Identify every line in the records below that contains the word "InvalidArgument", and copy each of those lines.
RECORD EXTRACTS below:
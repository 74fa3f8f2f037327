//! Opaque identifiers used throughout Turnstile.
//!
//! Ledger object ids and account addresses are carried as opaque strings.
//! The core never validates ledger-specific encodings (hex length, checksum
//! casing, etc.), only that an identifier is present. `BatchDigest` is the
//! one identifier Turnstile computes itself.

use std::fmt;

use serde::{Deserialize, Serialize};

use crate::{Result, TurnstileError};

// ---------------------------------------------------------------------------
// ObjectId
// ---------------------------------------------------------------------------

/// Identity of an on-ledger object (event, ticket class, ticket, escrow, ...).
#[derive(Debug, Clone, PartialEq, Eq, Hash, Ord, PartialOrd, Serialize, Deserialize)]
#[serde(transparent)]
pub struct ObjectId(String);

impl ObjectId {
    #[must_use]
    pub fn new(id: impl Into<String>) -> Self {
        Self(id.into())
    }

    /// Parse a caller-supplied id, rejecting blank input.
    ///
    /// # Errors
    /// Returns [`TurnstileError::InvalidArgument`] if `id` is empty or whitespace.
    pub fn parse(id: &str) -> Result<Self> {
        let trimmed = id.trim();
        if trimmed.is_empty() {
            return Err(TurnstileError::invalid_argument("object id must not be empty"));
        }
        Ok(Self(trimmed.to_string()))
    }

    #[must_use]
    pub fn as_str(&self) -> &str {
        &self.0
    }

    #[must_use]
    pub fn is_empty(&self) -> bool {
        self.0.trim().is_empty()
    }
}

impl fmt::Display for ObjectId {
    fn fmt(&self, f: &mut fmt::Formatter<'_>) -> fmt::Result {
        f.write_str(&self.0)
    }
}

impl From<&str> for ObjectId {
    fn from(id: &str) -> Self {
        Self::new(id)
    }
}

// ---------------------------------------------------------------------------
// Address
// ---------------------------------------------------------------------------

/// An account address on the ledger.
#[derive(Debug, Clone, PartialEq, Eq, Hash, Ord, PartialOrd, Serialize, Deserialize)]
#[serde(transparent)]
pub struct Address(String);

impl Address {
    #[must_use]
    pub fn new(address: impl Into<String>) -> Self {
        Self(address.into())
    }

    /// # Errors
    /// Returns [`TurnstileError::InvalidArgument`] if `address` is blank.
    pub fn parse(address: &str) -> Result<Self> {
        let trimmed = address.trim();
        if trimmed.is_empty() {
            return Err(TurnstileError::invalid_argument("address must not be empty"));
        }
        Ok(Self(trimmed.to_string()))
    }

    #[must_use]
    pub fn as_str(&self) -> &str {
        &self.0
    }

    #[must_use]
    pub fn is_empty(&self) -> bool {
        self.0.trim().is_empty()
    }

    /// Shortened form for log lines (`0x1234…abcd`).
    #[must_use]
    pub fn short(&self) -> String {
        if self.0.len() <= 12 || !self.0.is_ascii() {
            return self.0.clone();
        }
        format!("{}…{}", &self.0[..6], &self.0[self.0.len() - 4..])
    }
}

impl fmt::Display for Address {
    fn fmt(&self, f: &mut fmt::Formatter<'_>) -> fmt::Result {
        f.write_str(&self.0)
    }
}

impl From<&str> for Address {
    fn from(address: &str) -> Self {
        Self::new(address)
    }
}

// ---------------------------------------------------------------------------
// BatchDigest
// ---------------------------------------------------------------------------

/// SHA-256 digest committing to the exact operations of a composed batch.
///
/// Two batches with the same operations, budget and sender always produce
/// the same digest. It doubles as the log correlation id for a submission.
#[derive(Debug, Clone, Copy, PartialEq, Eq, Hash, Ord, PartialOrd, Serialize, Deserialize)]
pub struct BatchDigest(pub [u8; 32]);

impl BatchDigest {
    #[must_use]
    pub fn as_bytes(&self) -> &[u8; 32] {
        &self.0
    }

    #[must_use]
    pub fn short(&self) -> String {
        hex::encode(&self.0[..4])
    }
}

impl fmt::Display for BatchDigest {
    fn fmt(&self, f: &mut fmt::Formatter<'_>) -> fmt::Result {
        write!(f, "batch:{}", hex::encode(self.0))
    }
}

// ---------------------------------------------------------------------------
// Tests
// ---------------------------------------------------------------------------
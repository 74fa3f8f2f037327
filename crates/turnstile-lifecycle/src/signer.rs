//! Ed25519 key custody adapter.
//!
//! The address of a key is `0x` followed by the hex SHA-256 of its public
//! key bytes.

use std::fmt;

use ed25519_dalek::{Signer as _, SigningKey, Verifier as _, VerifyingKey};
use rand::rngs::OsRng;
use sha2::{Digest, Sha256};
use turnstile_types::{Address, Result};

use crate::ledger::{Signature, Signer};

/// In-process signer around an `ed25519-dalek` key.
pub struct Ed25519Signer {
    key: SigningKey,
    address: Address,
}

impl Ed25519Signer {
    /// Generate a fresh key from the OS random source.
    #[must_use]
    pub fn generate() -> Self {
        Self::from_key(SigningKey::generate(&mut OsRng))
    }

    /// Deterministic key from a 32-byte seed.
    #[must_use]
    pub fn from_seed(seed: &[u8; 32]) -> Self {
        Self::from_key(SigningKey::from_bytes(seed))
    }

    fn from_key(key: SigningKey) -> Self {
        let address = address_of(&key.verifying_key());
        Self { key, address }
    }

    #[must_use]
    pub fn verifying_key(&self) -> VerifyingKey {
        self.key.verifying_key()
    }
}

impl fmt::Debug for Ed25519Signer {
    fn fmt(&self, f: &mut fmt::Formatter<'_>) -> fmt::Result {
        f.debug_struct("Ed25519Signer")
            .field("address", &self.address)
            .finish_non_exhaustive()
    }
}

impl Signer for Ed25519Signer {
    fn address(&self) -> &Address {
        &self.address
    }

    fn sign(&self, message: &[u8]) -> Result<Signature> {
        Ok(Signature(self.key.sign(message).to_bytes()))
    }
}

/// Ledger address of a public key.
#[must_use]
pub fn address_of(key: &VerifyingKey) -> Address {
    let digest = Sha256::digest(key.as_bytes());
    Address::new(format!("0x{}", hex::encode(digest)))
}

/// Check `signature` over `message` against `key`.
#[must_use]
pub fn verify(key: &VerifyingKey, message: &[u8], signature: &Signature) -> bool {
    let sig = ed25519_dalek::Signature::from_bytes(&signature.0);
    key.verify(message, &sig).is_ok()
}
End of RECORD EXTRACTS.
» OUTPUT:
    /// Returns [`TurnstileError::InvalidArgument`] if `id` is empty or whitespace.
    /// Returns [`TurnstileError::InvalidArgument`] if `address` is blank.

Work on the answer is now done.